**Information provided:**
::::

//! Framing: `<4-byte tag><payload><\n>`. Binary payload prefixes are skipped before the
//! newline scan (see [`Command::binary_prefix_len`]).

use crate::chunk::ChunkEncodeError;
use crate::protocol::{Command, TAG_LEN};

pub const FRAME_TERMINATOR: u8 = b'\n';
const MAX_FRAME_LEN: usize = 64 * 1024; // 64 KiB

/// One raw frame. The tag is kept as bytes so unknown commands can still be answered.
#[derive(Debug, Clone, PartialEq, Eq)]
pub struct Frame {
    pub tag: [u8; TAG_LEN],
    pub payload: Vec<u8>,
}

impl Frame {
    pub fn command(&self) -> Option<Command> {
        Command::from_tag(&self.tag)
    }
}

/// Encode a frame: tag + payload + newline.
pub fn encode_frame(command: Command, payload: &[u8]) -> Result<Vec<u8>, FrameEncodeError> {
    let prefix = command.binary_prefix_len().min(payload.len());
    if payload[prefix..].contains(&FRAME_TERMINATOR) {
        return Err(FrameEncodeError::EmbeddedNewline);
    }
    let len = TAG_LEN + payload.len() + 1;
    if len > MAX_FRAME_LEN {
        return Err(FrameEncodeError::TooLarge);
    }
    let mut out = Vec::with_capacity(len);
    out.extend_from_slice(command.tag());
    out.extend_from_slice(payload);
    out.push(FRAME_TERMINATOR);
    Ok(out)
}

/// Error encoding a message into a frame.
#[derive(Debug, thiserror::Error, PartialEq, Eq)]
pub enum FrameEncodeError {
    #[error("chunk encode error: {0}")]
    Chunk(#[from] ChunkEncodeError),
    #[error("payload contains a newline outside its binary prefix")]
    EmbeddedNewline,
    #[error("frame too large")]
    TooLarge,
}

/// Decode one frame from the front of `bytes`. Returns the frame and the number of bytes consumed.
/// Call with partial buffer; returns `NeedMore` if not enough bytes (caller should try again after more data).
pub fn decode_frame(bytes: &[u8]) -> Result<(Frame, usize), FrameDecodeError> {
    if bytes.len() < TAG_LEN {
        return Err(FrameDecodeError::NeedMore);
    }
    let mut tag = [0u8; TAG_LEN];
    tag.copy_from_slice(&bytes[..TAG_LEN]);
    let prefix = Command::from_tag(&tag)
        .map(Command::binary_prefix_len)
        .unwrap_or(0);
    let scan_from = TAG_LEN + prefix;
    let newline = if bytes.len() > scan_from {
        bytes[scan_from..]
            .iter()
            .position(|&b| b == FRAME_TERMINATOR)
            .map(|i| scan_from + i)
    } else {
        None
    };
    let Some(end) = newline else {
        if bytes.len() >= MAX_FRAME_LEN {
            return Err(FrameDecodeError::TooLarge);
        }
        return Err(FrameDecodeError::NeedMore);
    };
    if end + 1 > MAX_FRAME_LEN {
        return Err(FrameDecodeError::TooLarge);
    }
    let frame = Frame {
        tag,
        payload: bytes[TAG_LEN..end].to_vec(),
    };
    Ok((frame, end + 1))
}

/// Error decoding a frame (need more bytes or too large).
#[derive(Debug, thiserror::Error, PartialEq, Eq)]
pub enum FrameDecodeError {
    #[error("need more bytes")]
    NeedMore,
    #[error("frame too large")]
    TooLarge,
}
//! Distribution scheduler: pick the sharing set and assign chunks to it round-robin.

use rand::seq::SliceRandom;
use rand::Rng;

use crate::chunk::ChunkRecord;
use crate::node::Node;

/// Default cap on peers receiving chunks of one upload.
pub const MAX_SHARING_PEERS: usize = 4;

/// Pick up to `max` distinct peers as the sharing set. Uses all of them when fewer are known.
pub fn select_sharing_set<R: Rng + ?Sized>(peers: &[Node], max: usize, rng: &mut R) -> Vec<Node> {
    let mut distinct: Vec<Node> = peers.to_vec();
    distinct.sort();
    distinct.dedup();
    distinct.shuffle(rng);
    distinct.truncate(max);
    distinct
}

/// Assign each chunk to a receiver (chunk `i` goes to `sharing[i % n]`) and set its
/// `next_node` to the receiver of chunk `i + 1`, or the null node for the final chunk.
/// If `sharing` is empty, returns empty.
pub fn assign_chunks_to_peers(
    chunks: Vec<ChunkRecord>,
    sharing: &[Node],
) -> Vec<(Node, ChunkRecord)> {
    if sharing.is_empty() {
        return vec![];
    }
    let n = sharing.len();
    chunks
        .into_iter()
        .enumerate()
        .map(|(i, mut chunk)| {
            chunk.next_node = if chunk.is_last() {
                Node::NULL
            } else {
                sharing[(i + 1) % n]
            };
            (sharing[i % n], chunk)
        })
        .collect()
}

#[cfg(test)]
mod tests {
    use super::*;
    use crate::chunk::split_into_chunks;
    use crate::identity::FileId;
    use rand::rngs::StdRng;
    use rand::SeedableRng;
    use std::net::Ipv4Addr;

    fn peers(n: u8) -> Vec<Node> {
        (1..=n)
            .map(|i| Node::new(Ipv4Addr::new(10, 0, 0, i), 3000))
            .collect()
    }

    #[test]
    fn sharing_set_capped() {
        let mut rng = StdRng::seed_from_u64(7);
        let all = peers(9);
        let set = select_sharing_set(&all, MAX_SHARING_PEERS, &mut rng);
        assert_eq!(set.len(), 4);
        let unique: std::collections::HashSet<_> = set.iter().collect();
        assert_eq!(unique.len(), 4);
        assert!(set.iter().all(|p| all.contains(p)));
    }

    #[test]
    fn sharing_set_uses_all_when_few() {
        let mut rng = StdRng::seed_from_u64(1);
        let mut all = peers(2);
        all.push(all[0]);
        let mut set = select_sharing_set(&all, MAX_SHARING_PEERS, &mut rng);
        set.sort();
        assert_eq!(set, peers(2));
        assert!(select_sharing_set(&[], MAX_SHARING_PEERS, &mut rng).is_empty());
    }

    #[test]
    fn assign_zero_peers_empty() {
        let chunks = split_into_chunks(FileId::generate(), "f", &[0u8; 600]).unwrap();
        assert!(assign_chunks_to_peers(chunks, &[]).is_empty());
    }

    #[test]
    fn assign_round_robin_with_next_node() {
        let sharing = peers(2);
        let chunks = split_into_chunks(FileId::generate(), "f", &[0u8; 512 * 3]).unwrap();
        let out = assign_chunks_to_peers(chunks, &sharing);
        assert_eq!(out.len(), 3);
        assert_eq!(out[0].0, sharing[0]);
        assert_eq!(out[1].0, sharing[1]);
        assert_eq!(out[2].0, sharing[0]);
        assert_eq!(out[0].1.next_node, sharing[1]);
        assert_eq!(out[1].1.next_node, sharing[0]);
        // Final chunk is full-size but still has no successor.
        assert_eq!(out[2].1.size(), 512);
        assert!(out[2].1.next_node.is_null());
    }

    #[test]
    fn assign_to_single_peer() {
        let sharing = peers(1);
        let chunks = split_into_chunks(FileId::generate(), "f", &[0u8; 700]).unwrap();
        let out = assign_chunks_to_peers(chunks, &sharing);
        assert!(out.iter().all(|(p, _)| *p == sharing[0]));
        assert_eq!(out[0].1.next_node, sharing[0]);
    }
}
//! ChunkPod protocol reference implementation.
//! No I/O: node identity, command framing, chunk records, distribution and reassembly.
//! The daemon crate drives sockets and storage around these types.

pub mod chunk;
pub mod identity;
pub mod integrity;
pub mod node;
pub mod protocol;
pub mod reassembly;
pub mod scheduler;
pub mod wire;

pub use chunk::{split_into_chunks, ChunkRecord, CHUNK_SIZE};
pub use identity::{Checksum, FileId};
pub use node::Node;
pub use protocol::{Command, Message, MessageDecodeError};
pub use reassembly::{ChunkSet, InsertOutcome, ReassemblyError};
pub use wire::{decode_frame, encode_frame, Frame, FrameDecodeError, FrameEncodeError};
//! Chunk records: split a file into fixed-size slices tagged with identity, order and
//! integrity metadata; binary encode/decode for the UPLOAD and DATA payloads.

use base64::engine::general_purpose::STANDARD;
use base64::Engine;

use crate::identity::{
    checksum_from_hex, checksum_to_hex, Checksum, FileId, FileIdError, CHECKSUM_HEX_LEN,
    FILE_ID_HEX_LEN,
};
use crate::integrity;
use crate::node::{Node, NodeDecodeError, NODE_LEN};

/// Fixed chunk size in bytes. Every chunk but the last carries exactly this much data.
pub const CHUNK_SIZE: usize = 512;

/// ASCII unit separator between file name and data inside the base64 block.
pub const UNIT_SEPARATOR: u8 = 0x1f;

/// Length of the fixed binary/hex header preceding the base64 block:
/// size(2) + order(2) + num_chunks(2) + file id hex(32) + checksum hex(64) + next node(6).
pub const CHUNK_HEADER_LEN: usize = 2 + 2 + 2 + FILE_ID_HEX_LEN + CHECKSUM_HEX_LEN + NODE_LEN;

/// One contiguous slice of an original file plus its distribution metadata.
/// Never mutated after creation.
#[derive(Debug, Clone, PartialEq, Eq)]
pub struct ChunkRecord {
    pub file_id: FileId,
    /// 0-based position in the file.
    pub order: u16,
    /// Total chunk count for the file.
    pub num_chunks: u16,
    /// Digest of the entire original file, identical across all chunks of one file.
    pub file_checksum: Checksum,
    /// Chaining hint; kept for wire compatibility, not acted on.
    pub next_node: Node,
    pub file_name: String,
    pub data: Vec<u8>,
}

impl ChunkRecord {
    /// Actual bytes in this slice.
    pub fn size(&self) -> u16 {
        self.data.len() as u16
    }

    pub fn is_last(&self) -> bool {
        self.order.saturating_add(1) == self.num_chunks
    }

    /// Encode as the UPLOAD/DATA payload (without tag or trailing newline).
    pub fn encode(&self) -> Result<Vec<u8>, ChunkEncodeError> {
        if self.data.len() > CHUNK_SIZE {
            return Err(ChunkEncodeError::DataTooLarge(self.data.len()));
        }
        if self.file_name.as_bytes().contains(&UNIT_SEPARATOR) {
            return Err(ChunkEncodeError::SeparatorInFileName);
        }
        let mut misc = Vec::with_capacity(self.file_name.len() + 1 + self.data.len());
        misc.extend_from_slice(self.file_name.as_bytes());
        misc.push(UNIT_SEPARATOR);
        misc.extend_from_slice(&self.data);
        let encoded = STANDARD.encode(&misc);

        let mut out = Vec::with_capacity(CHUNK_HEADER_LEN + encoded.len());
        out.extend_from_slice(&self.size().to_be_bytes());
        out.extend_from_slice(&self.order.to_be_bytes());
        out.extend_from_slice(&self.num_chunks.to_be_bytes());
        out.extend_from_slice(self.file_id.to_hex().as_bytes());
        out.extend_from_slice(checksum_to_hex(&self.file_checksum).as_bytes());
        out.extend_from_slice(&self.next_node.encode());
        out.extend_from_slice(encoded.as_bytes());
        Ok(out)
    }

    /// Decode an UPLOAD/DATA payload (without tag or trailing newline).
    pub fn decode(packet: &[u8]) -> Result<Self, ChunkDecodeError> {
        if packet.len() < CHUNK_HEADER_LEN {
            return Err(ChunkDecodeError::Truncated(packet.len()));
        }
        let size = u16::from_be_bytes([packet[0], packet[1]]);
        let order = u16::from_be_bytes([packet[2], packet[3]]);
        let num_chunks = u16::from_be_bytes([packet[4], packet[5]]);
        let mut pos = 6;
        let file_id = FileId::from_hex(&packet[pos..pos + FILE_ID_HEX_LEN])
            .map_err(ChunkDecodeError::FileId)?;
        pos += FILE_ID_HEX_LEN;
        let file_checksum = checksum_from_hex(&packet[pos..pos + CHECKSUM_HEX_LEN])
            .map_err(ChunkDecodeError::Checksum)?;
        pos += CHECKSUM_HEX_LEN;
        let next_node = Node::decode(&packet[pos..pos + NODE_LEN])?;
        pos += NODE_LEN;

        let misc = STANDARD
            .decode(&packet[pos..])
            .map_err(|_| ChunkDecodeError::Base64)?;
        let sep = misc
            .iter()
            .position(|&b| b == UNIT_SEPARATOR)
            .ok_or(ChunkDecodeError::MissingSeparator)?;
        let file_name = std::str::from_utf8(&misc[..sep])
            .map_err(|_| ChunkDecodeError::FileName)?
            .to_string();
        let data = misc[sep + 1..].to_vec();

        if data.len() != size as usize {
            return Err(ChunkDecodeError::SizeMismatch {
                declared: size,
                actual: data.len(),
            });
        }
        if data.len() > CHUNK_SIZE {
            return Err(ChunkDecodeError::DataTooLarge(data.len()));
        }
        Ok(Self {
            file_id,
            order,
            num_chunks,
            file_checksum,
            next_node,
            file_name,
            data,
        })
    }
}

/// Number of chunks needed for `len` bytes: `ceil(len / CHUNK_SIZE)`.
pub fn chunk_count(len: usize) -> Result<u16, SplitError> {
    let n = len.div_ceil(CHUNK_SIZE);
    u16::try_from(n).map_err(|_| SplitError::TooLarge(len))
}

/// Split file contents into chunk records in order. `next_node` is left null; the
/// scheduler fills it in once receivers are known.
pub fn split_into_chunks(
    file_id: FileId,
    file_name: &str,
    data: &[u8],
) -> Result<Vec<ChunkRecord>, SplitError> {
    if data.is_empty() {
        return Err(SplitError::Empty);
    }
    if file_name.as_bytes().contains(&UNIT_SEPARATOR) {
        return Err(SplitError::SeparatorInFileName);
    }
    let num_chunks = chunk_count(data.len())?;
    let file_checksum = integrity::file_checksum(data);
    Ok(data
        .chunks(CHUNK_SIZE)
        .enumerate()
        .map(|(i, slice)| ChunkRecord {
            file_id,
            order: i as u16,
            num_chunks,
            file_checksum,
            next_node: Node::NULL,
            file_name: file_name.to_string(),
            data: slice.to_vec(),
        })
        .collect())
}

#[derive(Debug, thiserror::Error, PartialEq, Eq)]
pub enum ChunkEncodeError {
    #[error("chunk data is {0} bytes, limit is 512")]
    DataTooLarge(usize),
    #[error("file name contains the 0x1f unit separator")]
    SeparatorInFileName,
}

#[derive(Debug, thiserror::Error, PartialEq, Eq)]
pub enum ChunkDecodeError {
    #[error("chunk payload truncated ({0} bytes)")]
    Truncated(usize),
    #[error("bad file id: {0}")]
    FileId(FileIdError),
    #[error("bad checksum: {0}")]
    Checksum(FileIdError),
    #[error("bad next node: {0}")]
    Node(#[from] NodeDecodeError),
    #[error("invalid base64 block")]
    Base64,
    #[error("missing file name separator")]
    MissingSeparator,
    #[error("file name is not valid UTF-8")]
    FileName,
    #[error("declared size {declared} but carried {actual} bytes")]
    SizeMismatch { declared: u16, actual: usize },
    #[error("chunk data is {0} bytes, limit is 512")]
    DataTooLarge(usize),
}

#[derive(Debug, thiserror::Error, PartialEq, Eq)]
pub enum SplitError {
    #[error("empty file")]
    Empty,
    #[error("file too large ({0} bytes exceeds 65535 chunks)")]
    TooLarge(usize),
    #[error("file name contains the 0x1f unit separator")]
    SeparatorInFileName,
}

::::

Exactly as written, please reproduce the lines from the first line of the data to the line containing "let prefix = command.binary_prefix_len().min(payload.len());", inclusive, and nothing else.

//! Framing: `<4-byte tag><payload><\n>`. Binary payload prefixes are skipped before the
//! newline scan (see [`Command::binary_prefix_len`]).

use crate::chunk::ChunkEncodeError;
use crate::protocol::{Command, TAG_LEN};

pub const FRAME_TERMINATOR: u8 = b'\n';
const MAX_FRAME_LEN: usize = 64 * 1024; // 64 KiB

/// One raw frame. The tag is kept as bytes so unknown commands can still be answered.
#[derive(Debug, Clone, PartialEq, Eq)]
pub struct Frame {
    pub tag: [u8; TAG_LEN],
    pub payload: Vec<u8>,
}

impl Frame {
    pub fn command(&self) -> Option<Command> {
        Command::from_tag(&self.tag)
    }
}

/// Encode a frame: tag + payload + newline.
pub fn encode_frame(command: Command, payload: &[u8]) -> Result<Vec<u8>, FrameEncodeError> {
    let prefix = command.binary_prefix_len().min(payload.len());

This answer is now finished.